#### Work request
The expected answer is all of the entries, written out exactly.

START Supplied data

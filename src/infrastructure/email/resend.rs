use async_trait::async_trait;
use reqwest::Client;
use serde::Deserialize;
use url::Url;
use zeroize::Zeroizing;

use crate::{
    entities::email::{DispatchOutcome, OutgoingEmail},
    repositories::mailer::Mailer,
};

#[derive(Debug, Deserialize)]
struct SendResponse {
    id: Option<String>,
}

#[derive(Debug, Deserialize)]
struct ErrorResponse {
    message: Option<String>,
}

/// Mailer backed by the Resend HTTP API.
#[derive(Clone)]
pub struct ResendMailer {
    client: Client,
    api_key: Zeroizing<String>,
    endpoint: Url,
}

impl ResendMailer {
    pub fn new(client: Client, api_key: Zeroizing<String>, base_url: &Url) -> Result<Self, url::ParseError> {
        let endpoint = base_url.join("emails")?;
        Ok(ResendMailer { client, api_key, endpoint })
    }
}

impl std::fmt::Debug for ResendMailer {
    fn fmt(&self, f: &mut std::fmt::Formatter<'_>) -> std::fmt::Result {
        f.debug_struct("ResendMailer")
            .field("endpoint", &self.endpoint.as_str())
            .field("api_key", &"[REDACTED]")
            .finish()
    }
}

#[async_trait]
impl Mailer for ResendMailer {
    async fn send(&self, email: &OutgoingEmail) -> DispatchOutcome {
        let response = match self.client
            .post(self.endpoint.clone())
            .bearer_auth(self.api_key.as_str())
            .json(email)
            .send()
            .await
        {
            Ok(response) => response,
            Err(e) => {
                tracing::error!("Resend request failed: {}", e);
                return DispatchOutcome::Rejected { reason: Some(e.to_string()) };
            }
        };

        let status = response.status();
        if status.is_success() {
            let id = response
                .json::<SendResponse>()
                .await
                .ok()
                .and_then(|body| body.id);
            return DispatchOutcome::Sent { id };
        }

        let reason = response
            .json::<ErrorResponse>()
            .await
            .ok()
            .and_then(|body| body.message)
            .filter(|m| !m.trim().is_empty());

        tracing::warn!(status = status.as_u16(), reason = ?reason, "Resend rejected email");
        DispatchOutcome::Rejected { reason }
    }
}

END Supplied data

#### Exercise solution
filename src/infrastructure/email/resend.rs
use async_trait::async_trait;
use reqwest::Client;
use serde::Deserialize;
use url::Url;
use zeroize::Zeroizing;

use crate::{
    entities::email::{DispatchOutcome, OutgoingEmail},
    repositories::mailer::Mailer,
};

#[derive(Debug, Deserialize)]
struct SendResponse {
    id: Option<String>,
}

#[derive(Debug, Deserialize)]
struct ErrorResponse {
    message: Option<String>,
}

/// Mailer backed by the Resend HTTP API.
#[derive(Clone)]
pub struct ResendMailer {
    client: Client,
    api_key: Zeroizing<String>,
    endpoint: Url,
}

impl ResendMailer {
    pub fn new(client: Client, api_key: Zeroizing<String>, base_url: &Url) -> Result<Self, url::ParseError> {
        let endpoint = base_url.join("emails")?;
        Ok(ResendMailer { client, api_key, endpoint })
    }
}

impl std::fmt::Debug for ResendMailer {
    fn fmt(&self, f: &mut std::fmt::Formatter<'_>) -> std::fmt::Result {
        f.debug_struct("ResendMailer")
            .field("endpoint", &self.endpoint.as_str())
            .field("api_key", &"[REDACTED]")
            .finish()
    }
}

#[async_trait]
impl Mailer for ResendMailer {
    async fn send(&self, email: &OutgoingEmail) -> DispatchOutcome {
        let response = match self.client
            .post(self.endpoint.clone())
            .bearer_auth(self.api_key.as_str())
            .json(email)
            .send()
            .await
        {
            Ok(response) => response,
            Err(e) => {
                tracing::error!("Resend request failed: {}", e);
                return DispatchOutcome::Rejected { reason: Some(e.to_string()) };
            }
        };

        let status = response.status();
        if status.is_success() {
            let id = response
                .json::<SendResponse>()
                .await
                .ok()
                .and_then(|body| body.id);
            return DispatchOutcome::Sent { id };
        }

        let reason = response
            .json::<ErrorResponse>()
            .await
            .ok()
            .and_then(|body| body.message)
            .filter(|m| !m.trim().is_empty());

        tracing::warn!(status = status.as_u16(), reason = ?reason, "Resend rejected email");
        DispatchOutcome::Rejected { reason }
    }
}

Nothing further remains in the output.